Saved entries
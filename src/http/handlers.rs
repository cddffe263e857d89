use super::state::AppState;
use crate::controller::CallSnapshot;
use axum::{
    extract::State,
    http::StatusCode,
    response::{IntoResponse, Json},
};
use tracing::info;

/// GET /call
/// Current call snapshot
pub async fn get_call(State(state): State<AppState>) -> Json<CallSnapshot> {
    Json(state.controller.snapshot())
}

/// GET /call/transcript
/// Transcript accumulated so far, as plain text
pub async fn get_transcript(State(state): State<AppState>) -> impl IntoResponse {
    (StatusCode::OK, state.controller.transcript())
}

/// POST /call/start
/// Start a call; failures are reported in the returned snapshot's status
pub async fn start_call(State(state): State<AppState>) -> Json<CallSnapshot> {
    info!("Start requested over HTTP");
    state.controller.start().await;
    Json(state.controller.snapshot())
}

/// POST /call/stop
/// Stop the call; always leaves the call inactive
pub async fn stop_call(State(state): State<AppState>) -> Json<CallSnapshot> {
    info!("Stop requested over HTTP");
    state.controller.stop().await;
    Json(state.controller.snapshot())
}

/// GET /health
/// Health check endpoint
pub async fn health_check() -> impl IntoResponse {
    (StatusCode::OK, "OK")
}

- _TASK STATEMENT_: The records above must be set down again exactly as written.

- _WORKED SOLUTION_:
filename src/http/handlers.rs
repository cddffe263e857d89
use super::state::AppState;
use crate::controller::CallSnapshot;
use axum::{
    extract::State,
    http::StatusCode,
    response::{IntoResponse, Json},
};
use tracing::info;

/// GET /call
/// Current call snapshot
pub async fn get_call(State(state): State<AppState>) -> Json<CallSnapshot> {
    Json(state.controller.snapshot())
}

/// GET /call/transcript
/// Transcript accumulated so far, as plain text
pub async fn get_transcript(State(state): State<AppState>) -> impl IntoResponse {
    (StatusCode::OK, state.controller.transcript())
}

/// POST /call/start
/// Start a call; failures are reported in the returned snapshot's status
pub async fn start_call(State(state): State<AppState>) -> Json<CallSnapshot> {
    info!("Start requested over HTTP");
    state.controller.start().await;
    Json(state.controller.snapshot())
}

/// POST /call/stop
/// Stop the call; always leaves the call inactive
pub async fn stop_call(State(state): State<AppState>) -> Json<CallSnapshot> {
    info!("Stop requested over HTTP");
    state.controller.stop().await;
    Json(state.controller.snapshot())
}

/// GET /health
/// Health check endpoint
pub async fn health_check() -> impl IntoResponse {
    (StatusCode::OK, "OK")
}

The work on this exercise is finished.